Mengapa saya membahas pelayanan orang-orang Buddha ini? Banyak orang menilai
pelayanan yayasan Tzu Chi ini sangat menonjol, didukung para konglomerat dan
memberkati banyak orang. Mereka membangun rumah sakit, universitas, dan
pelayanan sosial di daerah-daerah bencana.
Bandingkan dengan pelayanan kemanusiaan yang dilakukan oleh gereja saat ini
yang tersebar secara sporadis menurut bendera gereja masing-masing, tanpa
ada kesatuan hati. Dalam buku Mukjizat Kehidupan disebutkan bahwa kesatuan
hati tidak mungkin terjadi sampai gereja yang satu berkata kepada gereja yang
lain : "masalahmu adalah masalahku, ayo kita atasi bersama!"

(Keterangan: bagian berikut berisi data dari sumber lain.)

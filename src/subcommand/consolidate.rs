use super::*;

#[derive(Debug, Parser)]
pub(crate) struct Consolidate {
  #[arg(long, env = "STASH_PRIVATE_KEY", help = "Sign with WIF <PRIVATE_KEY>.")]
  private_key: String,
  #[arg(help = "Merge the outputs of <TXID>.")]
  txid: Txid,
}

#[derive(Debug, PartialEq, Serialize, Deserialize)]
pub struct Output {
  pub consolidation: Consolidation,
}

impl Consolidate {
  pub(crate) fn run(self, settings: Settings) -> SubcommandResult {
    let client = settings.chain_client()?;
    let vault = Vault::new(&client, settings.chain().network(), settings.policy()?);

    let consolidation = vault.consolidate_outputs(self.txid, &self.private_key)?;

    Ok(Some(Box::new(Output { consolidation })))
  }
}
use super::*;

#[derive(Clone, Default, Debug, Parser)]
#[command(group(
  ArgGroup::new("chains")
    .required(false)
    .args(&["chain_argument", "signet", "regtest", "testnet"]),
))]
pub struct Options {
  #[arg(
    long,
    help = "Authenticate to Bitcoin Core RPC with <BITCOIN_RPC_PASSWORD>."
  )]
  pub(crate) bitcoin_rpc_password: Option<String>,
  #[arg(long, help = "Connect to Bitcoin Core RPC at <BITCOIN_RPC_URL>.")]
  pub(crate) bitcoin_rpc_url: Option<String>,
  #[arg(
    long,
    help = "Authenticate to Bitcoin Core RPC as <BITCOIN_RPC_USERNAME>."
  )]
  pub(crate) bitcoin_rpc_username: Option<String>,
  #[arg(long = "chain", value_enum, help = "Use <CHAIN>. [default: testnet]")]
  pub(crate) chain_argument: Option<Chain>,
  #[arg(long, help = "Load configuration from <CONFIG>.")]
  pub(crate) config: Option<PathBuf>,
  #[arg(long, help = "Load Bitcoin Core RPC cookie file from <COOKIE_FILE>.")]
  pub(crate) cookie_file: Option<PathBuf>,
  #[arg(
    long,
    help = "Charge <EMPTY_TX_SIZE> bytes of fixed overhead in every fee. [default: 192]"
  )]
  pub(crate) empty_tx_size: Option<u64>,
  #[arg(
    long,
    help = "Fund payload outputs past the first with <EXTRA_OUTPUT_AMOUNT> satoshis. [default: 1000]"
  )]
  pub(crate) extra_output_amount: Option<u64>,
  #[arg(long, help = "Pay <FEE_RATE> satoshis per byte. [default: 2]")]
  pub(crate) fee_rate: Option<FeeRate>,
  #[arg(
    long,
    help = "Charge <INPUT_SPEND_SIZE> bytes per consolidated input. [default: 180]"
  )]
  pub(crate) input_spend_size: Option<u64>,
  #[arg(
    long,
    help = "Value consolidations from the first output only, like the original client."
  )]
  pub(crate) legacy_first_output_valuation: bool,
  #[arg(
    long,
    help = "Split payloads into chunks of at most <MAX_CHUNK_SIZE> bytes. [default: 520]"
  )]
  pub(crate) max_chunk_size: Option<usize>,
  #[arg(long, short, help = "Use regtest. Equivalent to `--chain regtest`.")]
  pub(crate) regtest: bool,
  #[arg(long, short, help = "Use signet. Equivalent to `--chain signet`.")]
  pub(crate) signet: bool,
  #[arg(long, short, help = "Use testnet. Equivalent to `--chain testnet`.")]
  pub(crate) testnet: bool,
}
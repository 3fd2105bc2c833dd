use super::*;

/// Splits `payload` into chunks of at most `max_chunk_size` bytes. An empty
/// payload yields a single empty chunk, so a data transaction always carries
/// at least one payload-bearing output.
///
/// `max_chunk_size` must be nonzero; `Settings` rejects zero before a policy
/// reaches this function.
pub fn chunk(payload: &[u8], max_chunk_size: usize) -> Vec<&[u8]> {
  if payload.is_empty() {
    vec![payload]
  } else {
    payload.chunks(max_chunk_size).collect()
  }
}
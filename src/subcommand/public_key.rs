use super::*;

#[derive(Debug, Parser)]
pub(crate) struct PublicKey {
  #[arg(help = "Derive the public key of WIF <PRIVATE_KEY>.")]
  private_key: String,
}

#[derive(Debug, PartialEq, Serialize, Deserialize)]
pub struct Output {
  pub public_key: String,
}

impl PublicKey {
  pub(crate) fn run(self) -> SubcommandResult {
    let private_key = PrivateKey::from_wif(&self.private_key)?;

    Ok(Some(Box::new(Output {
      public_key: private_key.public_key(&Secp256k1::new()).to_string(),
    })))
  }
}
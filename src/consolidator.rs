//! Consolidation spends every output of a previously-built data transaction
//! back into a single pay-to-public-key output, paying a fee proportional to
//! the number of inputs. Like the builder, it is pure: output values are
//! fetched by the caller.

use super::*;

#[derive(Debug, PartialEq)]
pub enum Error {
  InsufficientFunds { input_value: Amount, required: Amount },
  NoOutputs { txid: Txid },
  ValueOverflow,
}

impl Display for Error {
  fn fmt(&self, f: &mut Formatter) -> fmt::Result {
    match self {
      Error::InsufficientFunds {
        input_value,
        required,
      } => write!(
        f,
        "not enough value on the input: {input_value} < {required}"
      ),
      Error::NoOutputs { txid } => {
        write!(f, "transaction {txid} has no outputs to consolidate")
      }
      Error::ValueOverflow => write!(f, "arithmetic overflow calculating value"),
    }
  }
}

impl std::error::Error for Error {}

#[derive(Debug, PartialEq)]
pub struct Consolidator {
  output_values: Vec<Amount>,
  policy: Policy,
  public_key: PublicKey,
  txid: Txid,
}

impl Consolidator {
  pub fn new(txid: Txid, output_values: Vec<Amount>, public_key: PublicKey, policy: Policy) -> Self {
    Self {
      output_values,
      policy,
      public_key,
      txid,
    }
  }

  /// The placeholder unlocking script the original client set on every
  /// consolidation input.
  pub fn placeholder_script_sig() -> ScriptBuf {
    script::Builder::new()
      .push_opcode(opcodes::all::OP_DROP)
      .into_script()
  }

  pub fn consolidate(self) -> Result<Draft, Error> {
    if self.output_values.is_empty() {
      return Err(Error::NoOutputs { txid: self.txid });
    }

    let fee = self
      .policy
      .consolidation_fee(self.output_values.len())
      .ok_or(Error::ValueOverflow)?;

    let input_value = match self.policy.consolidation_valuation {
      Valuation::FirstOutput => self.output_values[0],
      Valuation::SumOfOutputs => {
        let mut sum = Amount::ZERO;

        for value in &self.output_values {
          sum = sum.checked_add(*value).ok_or(Error::ValueOverflow)?;
        }

        sum
      }
    };

    let amount = input_value
      .checked_sub(fee)
      .ok_or(Error::InsufficientFunds {
        input_value,
        required: fee,
      })?;

    let mut input = Vec::with_capacity(self.output_values.len());

    for vout in 0..self.output_values.len() {
      input.push(TxIn {
        previous_output: OutPoint {
          txid: self.txid,
          vout: u32::try_from(vout).map_err(|_| Error::ValueOverflow)?,
        },
        script_sig: ScriptBuf::new(),
        sequence: Sequence::MAX,
        witness: Witness::new(),
      });
    }

    Ok(Draft::new(Transaction {
      version: Version::TWO,
      lock_time: LockTime::ZERO,
      input,
      output: vec![TxOut {
        script_pubkey: script::Builder::new()
          .push_key(&self.public_key)
          .push_opcode(opcodes::all::OP_CHECKSIG)
          .into_script(),
        value: amount,
      }],
    }))
  }
}
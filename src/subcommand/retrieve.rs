use super::*;

#[derive(Debug, Parser)]
pub(crate) struct Retrieve {
  #[arg(
    long,
    help = "Write the payload bytes to <OUTPUT> instead of printing hex."
  )]
  output: Option<PathBuf>,
  #[arg(help = "Reassemble the payload embedded in <TXID>.")]
  txid: Txid,
}

#[derive(Debug, PartialEq, Serialize, Deserialize)]
pub struct Output {
  pub payload: Option<String>,
  pub size: usize,
  pub written: Option<PathBuf>,
}

impl Retrieve {
  pub(crate) fn run(self, settings: Settings) -> SubcommandResult {
    let client = settings.chain_client()?;
    let vault = Vault::new(&client, settings.chain().network(), settings.policy()?);

    let payload = vault.retrieve_payload(self.txid)?;

    let size = payload.len();

    Ok(Some(Box::new(match self.output {
      Some(path) => {
        fs::write(&path, &payload)
          .with_context(|| format!("failed to write payload to `{}`", path.display()))?;

        Output {
          payload: None,
          size,
          written: Some(path),
        }
      }
      None => Output {
        payload: Some(hex::encode(&payload)),
        size,
        written: None,
      },
    })))
  }
}
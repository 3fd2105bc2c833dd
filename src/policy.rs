use super::*;

/// How a consolidation prices the value it is spending.
#[derive(Debug, PartialEq, Eq, Clone, Copy)]
pub enum Valuation {
  /// Spendable value is the sum of every consolidated output.
  SumOfOutputs,
  /// Spendable value is read from output zero only, reproducing the original
  /// client, which spends every output but prices the consolidation off the
  /// first.
  FirstOutput,
}

/// Fee and sizing constants injected into every build. The original client
/// kept these in a hard-coded constants table keyed by network; here they are
/// explicit, per-call configuration.
#[derive(Debug, PartialEq, Clone, Copy)]
pub struct Policy {
  pub consolidation_valuation: Valuation,
  pub empty_tx_size: u64,
  pub extra_output_amount: Amount,
  pub fee_rate: FeeRate,
  pub input_spend_size: u64,
  pub max_chunk_size: usize,
}

impl Default for Policy {
  fn default() -> Self {
    Self {
      consolidation_valuation: Valuation::SumOfOutputs,
      empty_tx_size: Self::EMPTY_TX_SIZE,
      extra_output_amount: Self::EXTRA_OUTPUT_AMOUNT,
      fee_rate: Self::FEE_RATE,
      input_spend_size: Self::INPUT_SPEND_SIZE,
      max_chunk_size: MAX_SCRIPT_ELEMENT_SIZE,
    }
  }
}

impl Policy {
  /// Overhead bytes charged on every transaction: version, locktime, count
  /// prefixes, and one input spending a bare output.
  pub const EMPTY_TX_SIZE: u64 = 192;
  /// Dust-safe value carried by payload outputs past the first.
  pub const EXTRA_OUTPUT_AMOUNT: Amount = Amount::from_sat(1_000);
  pub const FEE_RATE: FeeRate = FeeRate::from_sat_per_byte(2);
  /// Bytes charged per consolidated input.
  pub const INPUT_SPEND_SIZE: u64 = 180;

  /// Fee for a data transaction embedding `payload_size` bytes.
  pub fn data_fee(&self, payload_size: usize) -> Option<Amount> {
    self.fee_rate.fee(
      u64::try_from(payload_size)
        .ok()?
        .checked_add(self.empty_tx_size)?,
    )
  }

  /// Fee for consolidating `input_count` outputs into one.
  pub fn consolidation_fee(&self, input_count: usize) -> Option<Amount> {
    self.fee_rate.fee(
      self
        .input_spend_size
        .checked_mul(u64::try_from(input_count).ok()?)?
        .checked_add(self.empty_tx_size)?,
    )
  }
}

#[cfg(test)]
mod tests {
  use super::*;

  #[test]
  fn data_fee_charges_payload_plus_overhead() {
    let policy = Policy::default();

    assert_eq!(policy.data_fee(0), Some(Amount::from_sat(384)));
    assert_eq!(policy.data_fee(8), Some(Amount::from_sat(400)));
    assert_eq!(policy.data_fee(1000), Some(Amount::from_sat(2384)));
  }

  #[test]
  fn consolidation_fee_charges_per_input() {
    let policy = Policy::default();

    assert_eq!(policy.consolidation_fee(1), Some(Amount::from_sat(744)));
    assert_eq!(policy.consolidation_fee(4), Some(Amount::from_sat(1824)));
  }

  #[test]
  fn fees_overflow_to_none() {
    let policy = Policy {
      fee_rate: FeeRate::from_sat_per_byte(u64::MAX),
      ..Default::default()
    };

    assert_eq!(policy.data_fee(2), None);
    assert_eq!(policy.consolidation_fee(2), None);

    let policy = Policy {
      input_spend_size: u64::MAX,
      ..Default::default()
    };

    assert_eq!(policy.consolidation_fee(2), None);
  }

  #[test]
  fn default_chunk_size_is_the_consensus_push_limit() {
    assert_eq!(Policy::default().max_chunk_size, 520);
  }
}
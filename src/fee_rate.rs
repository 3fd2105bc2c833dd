use super::*;

/// Satoshis per byte. The original client derived amounts by multiplying
/// floating-point BTC values; fee math here is integer end to end.
#[derive(Debug, PartialEq, Eq, PartialOrd, Ord, Clone, Copy, Serialize, Deserialize)]
#[serde(transparent)]
pub struct FeeRate(u64);

impl FromStr for FeeRate {
  type Err = Error;

  fn from_str(s: &str) -> Result<Self, Self::Err> {
    Ok(Self(u64::from_str(s)?))
  }
}

impl Display for FeeRate {
  fn fmt(&self, f: &mut Formatter) -> fmt::Result {
    write!(f, "{}", self.0)
  }
}

impl FeeRate {
  pub const fn from_sat_per_byte(rate: u64) -> Self {
    Self(rate)
  }

  pub fn n(self) -> u64 {
    self.0
  }

  pub(crate) fn fee(self, size: u64) -> Option<Amount> {
    self.0.checked_mul(size).map(Amount::from_sat)
  }
}
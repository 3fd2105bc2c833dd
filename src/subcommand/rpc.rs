use super::*;

#[derive(Debug, Parser)]
pub(crate) struct Rpc {
  #[arg(help = "Call RPC <METHOD>.")]
  method: String,
  #[arg(allow_hyphen_values = true, help = "Pass <PARAMS> to the call.")]
  params: Vec<RpcParam>,
}

/// A command-line RPC parameter with an explicit type. The original client
/// assembled parameter lists by string concatenation, coercing
/// numeric-looking words and the words `true` and `false` along the way; the
/// same coercion applies here, but into real JSON values.
#[derive(Debug, PartialEq, Clone)]
pub(crate) enum RpcParam {
  Bool(bool),
  Float(f64),
  Integer(i64),
  String(String),
}

impl FromStr for RpcParam {
  type Err = Infallible;

  fn from_str(s: &str) -> Result<Self, Self::Err> {
    Ok(if s == "true" {
      Self::Bool(true)
    } else if s == "false" {
      Self::Bool(false)
    } else if let Ok(integer) = s.parse() {
      Self::Integer(integer)
    } else if let Ok(float) = s.parse() {
      Self::Float(float)
    } else {
      Self::String(s.into())
    })
  }
}

impl From<&RpcParam> for serde_json::Value {
  fn from(param: &RpcParam) -> Self {
    match param {
      RpcParam::Bool(value) => Self::Bool(*value),
      RpcParam::Float(value) => Self::from(*value),
      RpcParam::Integer(value) => Self::Number((*value).into()),
      RpcParam::String(value) => Self::String(value.clone()),
    }
  }
}

impl Rpc {
  pub(crate) fn run(self, settings: Settings) -> SubcommandResult {
    let client = settings.chain_client()?;

    let params = self
      .params
      .iter()
      .map(serde_json::Value::from)
      .collect::<Vec<serde_json::Value>>();

    let result = client.call(&self.method, &params)?;

    Ok(Some(Box::new(result)))
  }
}

#[cfg(test)]
mod tests {
  use super::*;

  #[test]
  fn params_coerce_like_the_original_client() {
    for (input, expected) in [
      ("true", RpcParam::Bool(true)),
      ("false", RpcParam::Bool(false)),
      ("12", RpcParam::Integer(12)),
      ("-3", RpcParam::Integer(-3)),
      ("2.5", RpcParam::Float(2.5)),
      ("deadbeef", RpcParam::String("deadbeef".into())),
      ("", RpcParam::String("".into())),
    ] {
      assert_eq!(input.parse::<RpcParam>().unwrap(), expected, "{input}");
    }
  }

  #[test]
  fn params_marshal_to_json_values() {
    assert_eq!(
      serde_json::Value::from(&RpcParam::Bool(true)),
      serde_json::json!(true),
    );
    assert_eq!(
      serde_json::Value::from(&RpcParam::Integer(100)),
      serde_json::json!(100),
    );
    assert_eq!(
      serde_json::Value::from(&RpcParam::String("abc".into())),
      serde_json::json!("abc"),
    );
  }
}
//! Inline terminal rendering
//!
//! Draws the board directly in the scrollback, one row per guess:
//!
//! ```text
//!   1  2  3  4  5  1
//!   5  1  2  4  3  2
//! >  2  3
//! ```
//!
//! The terminal is in raw mode while playing, so every line ends in `\r\n`.

use crate::core::Symbol;
use crate::game::OutputSink;
use crate::output::{TILE_WIDTH, exit_line, hits_label, symbol_tile};
use crossterm::{
    cursor::{MoveLeft, MoveToColumn},
    queue,
    style::Print,
    terminal::{Clear, ClearType},
};
use std::io::{self, Write};

const PROMPT: &str = "> ";
const NEWLINE: &str = "\r\n";

/// Output sink writing styled symbols to a terminal
#[derive(Debug)]
pub struct TerminalSink<W: Write> {
    out: W,
}

impl<W: Write> TerminalSink<W> {
    #[must_use]
    pub const fn new(out: W) -> Self {
        Self { out }
    }

    /// Recover the underlying writer
    #[must_use]
    pub fn into_inner(self) -> W {
        self.out
    }
}

impl<W: Write> OutputSink for TerminalSink<W> {
    fn render_symbol(&mut self, symbol: Symbol) -> io::Result<()> {
        queue!(self.out, Print(symbol_tile(symbol)))?;
        self.out.flush()
    }

    fn erase_symbol(&mut self) -> io::Result<()> {
        queue!(
            self.out,
            MoveLeft(TILE_WIDTH),
            Print(" ".repeat(usize::from(TILE_WIDTH))),
            MoveLeft(TILE_WIDTH)
        )?;
        self.out.flush()
    }

    fn advance_round(&mut self, hits: usize) -> io::Result<()> {
        // Blank the prompt marker so only the active row shows '>'
        queue!(
            self.out,
            Print(hits_label(hits)),
            MoveToColumn(0),
            Print(" "),
            Print(NEWLINE)
        )?;
        self.out.flush()
    }

    fn prompt(&mut self) -> io::Result<()> {
        queue!(self.out, Print(PROMPT))?;
        self.out.flush()
    }

    fn exit_message(&mut self, message: &str, _code: u8) -> io::Result<()> {
        queue!(
            self.out,
            MoveToColumn(0),
            Clear(ClearType::CurrentLine),
            Print(exit_line(message)),
            Print(NEWLINE)
        )?;
        self.out.flush()
    }
}

#[cfg(test)]
mod tests {
    use super::*;

    fn rendered(f: impl FnOnce(&mut TerminalSink<Vec<u8>>) -> io::Result<()>) -> String {
        let mut sink = TerminalSink::new(Vec::new());
        f(&mut sink).unwrap();
        String::from_utf8(sink.into_inner()).unwrap()
    }

    #[test]
    fn prompt_text() {
        assert_eq!(rendered(OutputSink::prompt), "> ");
    }

    #[test]
    fn symbol_contains_digit() {
        let out = rendered(|s| s.render_symbol(Symbol::new(4).unwrap()));
        assert!(out.contains(" 4 "), "got {out:?}");
    }

    #[test]
    fn erase_blanks_one_tile() {
        let out = rendered(OutputSink::erase_symbol);
        assert!(out.contains("   "));
        assert!(out.starts_with('\x1b'));
        assert!(out.ends_with('D'), "should finish by moving left: {out:?}");
    }

    #[test]
    fn advance_prints_hits_and_newline() {
        let out = rendered(|s| s.advance_round(3));
        assert!(out.starts_with(" 3"));
        assert!(out.ends_with(" \r\n"));
    }

    #[test]
    fn exit_message_on_own_line() {
        let out = rendered(|s| s.exit_message("Correct", 0));
        assert!(out.ends_with("  Correct\r\n"));
    }
}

Saat ini kesatuan hati hanya di bibir saja, lip service belaka, tak heran
mukjizat
kehidupan tidak dialami bangsa ini secara korporat. Tuhan mengikatkan diri-Nya
kepada firman ini: "Aku akan memerintahkan berkat-mukjizat- belas kasihan
kepada anak-anak-Ku yang hidup rukun." Selama kerukunan dan kesatuan hati belum
ada, berkat Bapa hanya secara sporadis diberikan.
Seorang tamu yang duduk satu meja dengan saya pada resepsi pernikahan
itu menyatakan bahwa karya kemanusiaan orang-orang Buddha ini patut diacungi
jempol. Mereka sangat memperhatikan orang miskin dan yang menderita. Yayasan
Tzu Chi ini konon mengumpulkan sumbangan barang bekas apapun secara rutin
dari setiap orang yang tergerak untuk mereka olah dan salurkan kepada
orang-orang yang membutuhkan, disamping bantuan besar dari kelompok konglomerat.
Sementara itu banyak kekayaan kerajaan Allah disimpan dalam bentuk deposito
di bank-bank, untuk dipakai membangun gedung-gedung pertemuan yang
megah-megah. Seharusnya gereja dapat lebih banyak memberkati dibandingkan
yayasan lain di muka bumi ini. Sayangnya banyak bendahara kerajaan Allah
menganggap uang yang ada di gereja adalah milik kelompoknya, milik gerejanya,
atau lebih celaka lagi kalau dianggap milik seorang hamba Tuhan itu sendiri.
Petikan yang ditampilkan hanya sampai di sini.